There was no answer on his mobile. She considered ringing Sophie who she assumed would be at home with the baby, but thought better of it. Miles would need to tell Sophie what had happened to Carly in his own way. She had to think hard to remember that last time they’d all been out together as friends. Claire had been seeing the trainee doctor - a relationship doomed to fail under the weight of his working hours - and they’d all gone for a curry and a drink in town. She realised it had been back before Emily was born. Months ago. Some friend she was.
She slung her laptop bag over her shoulder and headed for the staffroom. She would call round to see Miles after school.
Claire parked outside the Victorian terrace. Although it was gone five o’clock, and time for people to be arriving home, it was quiet at this end of the street. Miles’s car was parked outside, but the curtains were pulled roughly across, and she was surprised to see how dilapidated the place looked. She supposed having a baby changed your priorities. She banged on the door but no one answered.
Claire bent down and put her mouth to the letterbox. ‘Miles, Sophie?’ she yelled. ‘It’s Claire. Can I come in? I just want to see how you are. I won’t stay long, promise.’ She could hear music coming from the living room, like heavy metal played low, and what sounded like an argument, again low but furious in tone. Both noises stopped abruptly. She tried again: ‘Miles, please, I just want to make sure you’re OK. Is Sophie there? Can I speak to her?’ A germ of unease ate at her stomach.
She stood back as she heard footsteps coming down the hallway. Miles opened the door but leant against the door-frame, blocking her path into the house. Claire’s uneasy feeling grew.
‘Aren’t you going to let me in? I only want to talk to you about today.’

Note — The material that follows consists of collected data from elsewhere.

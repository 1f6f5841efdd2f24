use super::driver::SimulationResult;
use std::fmt::Write;

/// Plain-text summary table, one row per job, suitable for a read-only text
/// surface. Jobs are labeled J1..Jn by their caller-assigned id.
pub fn render_report(result: &SimulationResult) -> String {
    let mut out = String::new();
    let _ = writeln!(
        out,
        "{:<5} {:<8} {:<6} {:<6} {:<6} {:<6} {:<10}",
        "#Job", "Arrival", "Burst", "Start", "End", "Wait", "Turnaround"
    );
    for job in &result.jobs {
        let _ = writeln!(
            out,
            "{:<5} {:<8} {:<6} {:<6.1} {:<6.1} {:<6.1} {:<10.1}",
            format!("J{}", job.id + 1),
            job.arrival,
            job.burst,
            job.first_start,
            job.completion,
            job.waiting,
            job.turnaround,
        );
    }
    let _ = writeln!(out);
    let _ = writeln!(
        out,
        "Average Turnaround Time: {:.2}",
        result.avg_turnaround()
    );
    let _ = writeln!(out, "Average Waiting Time: {:.2}", result.avg_waiting());
    out
}

#[cfg(test)]
mod tests {
    use super::*;
    use crate::core::event::Slice;
    use crate::sim::job::JobReport;

    #[test]
    fn report_lists_jobs_and_averages() {
        let result = SimulationResult {
            slices: vec![Slice {
                job: 0,
                cpu: 0,
                start: 0.0,
                end: 3.0,
            }],
            jobs: vec![JobReport {
                id: 0,
                arrival: 0.0,
                burst: 3.0,
                first_start: 0.0,
                completion: 3.0,
                turnaround: 3.0,
                waiting: 0.0,
            }],
        };

        let text = render_report(&result);
        assert!(text.contains("#Job"));
        assert!(text.contains("J1"));
        assert!(text.contains("Average Turnaround Time: 3.00"));
        assert!(text.contains("Average Waiting Time: 0.00"));
    }
}
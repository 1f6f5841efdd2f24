use crate::core::state::Time;

#[derive(Debug, Clone, Copy, PartialEq)]
pub struct JobSpec {
    /// Caller-assigned identity; ties among equal arrivals break by this.
    pub id: usize,
    pub arrival: Time,
    pub burst: Time,
}

impl JobSpec {
    pub fn new(id: usize, arrival: Time, burst: Time) -> Self {
        Self { id, arrival, burst }
    }
}

/// Per-job outcome of a finished run.
#[derive(Debug, Clone, Copy, PartialEq)]
pub struct JobReport {
    pub id: usize,
    pub arrival: Time,
    pub burst: Time,
    /// First time the job occupied a CPU.
    pub first_start: Time,
    pub completion: Time,
    /// completion - arrival
    pub turnaround: Time,
    /// turnaround - burst
    pub waiting: Time,
}
pub mod driver;
pub mod event;
pub mod observer;
pub mod state;

pub use driver::Engine;
pub use event::{EngineEvent, Slice};
pub use state::{ClusterCtx, CpuId, CpuState, JobCtl, JobId, JobState, QueueId, Rank, RunQueue, Time};
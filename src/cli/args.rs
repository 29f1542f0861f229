//! CLI argument parsing using clap.

use clap::{
    Parser, Subcommand,
    builder::styling::{AnsiColor, Effects, Styles},
};
use std::path::PathBuf;

fn clap_cargo_style() -> Styles {
    Styles::styled()
        .header(AnsiColor::Cyan.on_default() | Effects::BOLD)
        .usage(AnsiColor::Cyan.on_default() | Effects::BOLD)
        .literal(AnsiColor::Green.on_default())
        .placeholder(AnsiColor::Green.on_default())
}

/// Watch folders and run integrations on new files
#[derive(Parser, Debug)]
#[command(
    name = "dropwatch",
    version = env!("CARGO_PKG_VERSION"),
    about = "Watch folders and run integrations on new files",
    long_about = "Watch folders for newly created files and run the configured \
                  integrations on each one. Without a command, starts the interactive console.",
    next_line_help = true,
    styles = clap_cargo_style()
)]
pub struct Cli {
    /// Path to custom settings.toml file
    #[arg(short, long, global = true)]
    pub config: Option<PathBuf>,

    #[command(subcommand)]
    pub command: Option<Commands>,
}

#[derive(Subcommand, Debug, Clone, PartialEq, Eq)]
pub enum Commands {
    /// Set up .dropwatch directory with default settings
    #[command(about = "Set up .dropwatch directory with default settings")]
    Init {
        /// Force overwrite existing configuration
        #[arg(short, long)]
        force: bool,
    },

    /// Watch configured folders with an interactive console
    #[command(about = "Watch configured folders with an interactive console")]
    Watch,

    /// Add a watch configuration to the store
    #[command(
        about = "Add a watch configuration",
        after_help = "Example:\n  $ dropwatch add ./inbox File -t ./archive"
    )]
    Add {
        /// Folder to watch
        folder: PathBuf,

        /// Integration type, see `dropwatch integrations`
        #[arg(value_name = "TYPE")]
        kind: String,

        /// Integration parameters as flag/value pairs
        #[arg(trailing_var_arg = true, allow_hyphen_values = true, value_name = "PARAMS")]
        params: Vec<String>,
    },

    /// Remove a watch configuration by id
    #[command(about = "Remove a watch configuration by id")]
    Remove {
        /// Configuration id as shown by `dropwatch list`
        id: u32,
    },

    /// List stored configurations
    #[command(about = "List stored configurations")]
    List,

    /// List integration types and their parameters
    #[command(about = "List integration types and their parameters")]
    Integrations,

    /// Display active settings
    #[command(about = "Display active settings")]
    Config,
}

impl Cli {
    /// The command to run, `watch` when none was given.
    pub fn command_or_default(&self) -> Commands {
        self.command.clone().unwrap_or(Commands::Watch)
    }
}
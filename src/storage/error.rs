use std::path::PathBuf;
use thiserror::Error;

#[derive(Error, Debug)]
pub enum StorageError {
    #[error("Configuration store {path} is corrupt: {reason}")]
    CorruptStore { path: PathBuf, reason: String },

    #[error("Failed to write {path}: {source}")]
    Write {
        path: PathBuf,
        source: std::io::Error,
    },

    #[error("Serialization error: {0}")]
    Serialization(#[from] serde_json::Error),
}

pub type StorageResult<T> = Result<T, StorageError>;
//! Watch command: interactive console over a running orchestrator.

use std::io;

use anyhow::Context;
use console::style;
use tokio::io::{AsyncBufReadExt, BufReader};
use tokio::sync::broadcast::error::RecvError;

use crate::config::Settings;
use crate::console::{Console, Flow};
use crate::watcher::Orchestrator;

/// Start watching every stored configuration and read console commands
/// from stdin until `quit` or end of input.
pub async fn run_watch(settings: &Settings) -> anyhow::Result<()> {
    let orchestrator = Orchestrator::from_settings(settings)?;
    orchestrator.start().with_context(|| {
        format!(
            "Failed to load configurations from {}",
            settings.resolved_store_path().display()
        )
    })?;

    let mut events = orchestrator.subscribe();
    let mut console = Console::new(&orchestrator, io::stdout());
    console.print_active()?;
    println!("Enter ? for help");
    console.prompt()?;

    let mut lines = BufReader::new(tokio::io::stdin()).lines();
    loop {
        tokio::select! {
            line = lines.next_line() => {
                let Some(line) = line? else {
                    break;
                };
                match console.handle_line(&line) {
                    Ok(Flow::Quit) => break,
                    Ok(Flow::Continue) => {}
                    Err(e) => eprintln!("{} {e}", style("error:").red().bold()),
                }
                console.prompt()?;
            }
            event = events.recv() => match event {
                Ok(event) => console.print_event(&event)?,
                Err(RecvError::Lagged(skipped)) => {
                    tracing::warn!("[console] skipped {skipped} events");
                }
                Err(RecvError::Closed) => break,
            },
        }
    }

    crate::log_event!("console", "stopped");
    Ok(())
}
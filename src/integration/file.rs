//! Integration that copies new files into a target folder.

use std::fs::{self, File, OpenOptions};
use std::io;
use std::path::{Path, PathBuf};
use std::sync::Arc;

use super::registry::{IntegrationDescriptor, ParamSpec};
use super::{Integration, IntegrationError, Parameters};

/// Type identifier of [`FileIntegration`].
pub const KIND: &str = "File";

const TARGET: &str = "target";

const SCHEMA: &[ParamSpec] = &[ParamSpec {
    name: TARGET,
    flag: "-t",
    description: "target folder",
}];

/// Copies each new file into `target`, keeping its file name.
#[derive(Debug, Clone)]
pub struct FileIntegration {
    target: PathBuf,
    action_message: String,
}

impl FileIntegration {
    /// Create the integration. `target` is made absolute against the current directory.
    pub fn new(target: impl AsRef<Path>) -> Result<Self, IntegrationError> {
        let target = std::path::absolute(target.as_ref()).map_err(|e| {
            IntegrationError::InvalidParameter {
                name: TARGET.to_string(),
                reason: e.to_string(),
            }
        })?;
        // Parameters are stored as JSON strings and must reload to the same path
        if target.to_str().is_none() {
            return Err(IntegrationError::InvalidParameter {
                name: TARGET.to_string(),
                reason: format!("{} is not valid UTF-8", target.display()),
            });
        }
        let action_message = format!("copied to {}", target.display());

        Ok(Self {
            target,
            action_message,
        })
    }

    pub fn target(&self) -> &Path {
        &self.target
    }

    pub fn descriptor() -> IntegrationDescriptor {
        IntegrationDescriptor::new(
            KIND,
            "copy new files into another folder",
            SCHEMA,
            Self::from_parameters,
        )
    }

    fn from_parameters(parameters: &Parameters) -> Result<Arc<dyn Integration>, IntegrationError> {
        let target = parameters
            .get(TARGET)
            .ok_or_else(|| IntegrationError::MissingParameter {
                kind: KIND.to_string(),
                name: TARGET.to_string(),
                flag: SCHEMA[0].flag.to_string(),
            })?;
        Ok(Arc::new(Self::new(target)?))
    }

    fn copy_failed(&self, file: &Path, destination: &Path, reason: impl ToString) -> IntegrationError {
        IntegrationError::CopyFailed {
            file: file.to_path_buf(),
            destination: destination.to_path_buf(),
            reason: reason.to_string(),
        }
    }
}

impl Integration for FileIntegration {
    fn kind(&self) -> &'static str {
        KIND
    }

    fn action_message(&self) -> &str {
        &self.action_message
    }

    fn parameters(&self) -> Parameters {
        let mut parameters = Parameters::new();
        parameters.insert(
            TARGET.to_string(),
            self.target.to_string_lossy().into_owned(),
        );
        parameters
    }

    fn execute(&self, file: &Path) -> Result<(), IntegrationError> {
        let name = file
            .file_name()
            .ok_or_else(|| self.copy_failed(file, &self.target, "path has no file name"))?;
        let destination = self.target.join(name);

        let mut source = File::open(file).map_err(|e| self.copy_failed(file, &destination, e))?;

        // Never overwrite an existing destination
        let mut target = OpenOptions::new()
            .write(true)
            .create_new(true)
            .open(&destination)
            .map_err(|e| match e.kind() {
                io::ErrorKind::AlreadyExists => {
                    self.copy_failed(file, &destination, "destination file already exists")
                }
                _ => self.copy_failed(file, &destination, e),
            })?;

        if let Err(e) = io::copy(&mut source, &mut target) {
            drop(target);
            let _ = fs::remove_file(&destination);
            return Err(self.copy_failed(file, &destination, e));
        }

        Ok(())
    }
}

#[cfg(test)]
mod tests {
    use super::*;
    use tempfile::TempDir;

    #[test]
    fn test_target_is_absolute() {
        let integration = FileIntegration::new("relative/out").unwrap();
        assert!(integration.target().is_absolute());
        assert!(integration.target().ends_with("relative/out"));
        assert_eq!(
            integration.action_message(),
            format!("copied to {}", integration.target().display())
        );
    }

    #[test]
    fn test_parameters_round_trip() {
        let temp_dir = TempDir::new().unwrap();
        let integration = FileIntegration::new(temp_dir.path()).unwrap();

        let rebuilt = FileIntegration::descriptor()
            .build(&integration.parameters())
            .unwrap();

        assert_eq!(rebuilt.kind(), KIND);
        assert_eq!(rebuilt.parameters(), integration.parameters());
        assert_eq!(rebuilt.action_message(), integration.action_message());
    }

    #[test]
    fn test_execute_copies_file() {
        let source_dir = TempDir::new().unwrap();
        let target_dir = TempDir::new().unwrap();
        let file = source_dir.path().join("a.txt");
        fs::write(&file, "hello").unwrap();

        let integration = FileIntegration::new(target_dir.path()).unwrap();
        integration.execute(&file).unwrap();

        let copied = fs::read_to_string(target_dir.path().join("a.txt")).unwrap();
        assert_eq!(copied, "hello");
    }

    #[test]
    fn test_execute_refuses_to_overwrite() {
        let source_dir = TempDir::new().unwrap();
        let target_dir = TempDir::new().unwrap();
        let file = source_dir.path().join("a.txt");
        fs::write(&file, "new").unwrap();
        fs::write(target_dir.path().join("a.txt"), "old").unwrap();

        let integration = FileIntegration::new(target_dir.path()).unwrap();
        let err = integration.execute(&file).unwrap_err();

        assert!(matches!(err, IntegrationError::CopyFailed { .. }));
        let kept = fs::read_to_string(target_dir.path().join("a.txt")).unwrap();
        assert_eq!(kept, "old");
    }

    #[test]
    fn test_execute_missing_source() {
        let target_dir = TempDir::new().unwrap();
        let integration = FileIntegration::new(target_dir.path()).unwrap();

        let err = integration
            .execute(&target_dir.path().join("gone.txt.src"))
            .unwrap_err();
        assert!(matches!(err, IntegrationError::CopyFailed { .. }));
        assert!(!target_dir.path().join("gone.txt.src").exists());
    }

    #[test]
    fn test_execute_missing_target_dir() {
        let source_dir = TempDir::new().unwrap();
        let file = source_dir.path().join("a.txt");
        fs::write(&file, "x").unwrap();

        let integration = FileIntegration::new(source_dir.path().join("nope")).unwrap();
        assert!(matches!(
            integration.execute(&file),
            Err(IntegrationError::CopyFailed { .. })
        ));
    }

    #[cfg(unix)]
    #[test]
    fn test_non_utf8_target_is_rejected() {
        use std::ffi::OsStr;
        use std::os::unix::ffi::OsStrExt;

        let target = Path::new("/srv").join(OsStr::from_bytes(b"out\xff"));
        let err = FileIntegration::new(&target).unwrap_err();
        assert!(matches!(err, IntegrationError::InvalidParameter { name, .. } if name == TARGET));

        let mut parameters = Parameters::new();
        parameters.insert(TARGET.to_string(), "/srv/out\u{FFFD}".to_string());
        let rebuilt = FileIntegration::from_parameters(&parameters).unwrap();
        assert_eq!(rebuilt.parameters(), parameters);
    }
}
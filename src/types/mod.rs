use std::collections::HashSet;
use std::fmt;
use std::num::NonZeroU32;
use std::path::{Path, PathBuf};
use std::sync::Arc;

use serde::{Deserialize, Serialize};

use crate::integration::Integration;

/// Identifier of a watch configuration. Always positive.
#[derive(Debug, Clone, Copy, PartialEq, Eq, Hash, PartialOrd, Ord, Serialize, Deserialize)]
#[serde(transparent)]
pub struct ConfigId(NonZeroU32);

impl ConfigId {
    pub fn new(value: u32) -> Option<Self> {
        NonZeroU32::new(value).map(Self)
    }

    pub fn value(&self) -> u32 {
        self.0.get()
    }

    /// Smallest positive id not present in `used`.
    ///
    /// Ids freed by removals are handed out again before the range grows.
    pub fn first_free(used: impl IntoIterator<Item = ConfigId>) -> Self {
        let taken: HashSet<u32> = used.into_iter().map(|id| id.value()).collect();
        let mut candidate = NonZeroU32::MIN;
        while taken.contains(&candidate.get()) {
            candidate = candidate.saturating_add(1);
        }
        Self(candidate)
    }
}

impl fmt::Display for ConfigId {
    fn fmt(&self, f: &mut fmt::Formatter<'_>) -> fmt::Result {
        fmt::Display::fmt(&self.0, f)
    }
}

/// A rule binding one folder to one integration.
///
/// Only the orchestrator and the store create these; once built they never change.
#[derive(Debug, Clone)]
pub struct Configuration {
    id: ConfigId,
    folder: PathBuf,
    integration: Arc<dyn Integration>,
}

impl Configuration {
    pub(crate) fn new(id: ConfigId, folder: PathBuf, integration: Arc<dyn Integration>) -> Self {
        Self {
            id,
            folder,
            integration,
        }
    }

    pub fn id(&self) -> ConfigId {
        self.id
    }

    /// Absolute path of the watched folder.
    pub fn folder(&self) -> &Path {
        &self.folder
    }

    pub fn integration(&self) -> &Arc<dyn Integration> {
        &self.integration
    }

    /// Type identifier of the bound integration.
    pub fn kind(&self) -> &'static str {
        self.integration.kind()
    }
}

With reluctance he backed off and opened the door wide enough for Claire to follow him down the hall and into the kitchen. Soft music was playing in the sitting room again, but the door was closed.
‘Claire,’ Miles began, but he stopped when he saw the expression on her face.
‘Look at the state of this place!’ she cried, horrified at the mess in the kitchen. It looked like he had spent weeks living on takeaways, and she was amazed at the quantity of bottles and cans left on every surface, and the sink piled high with dirty dishes.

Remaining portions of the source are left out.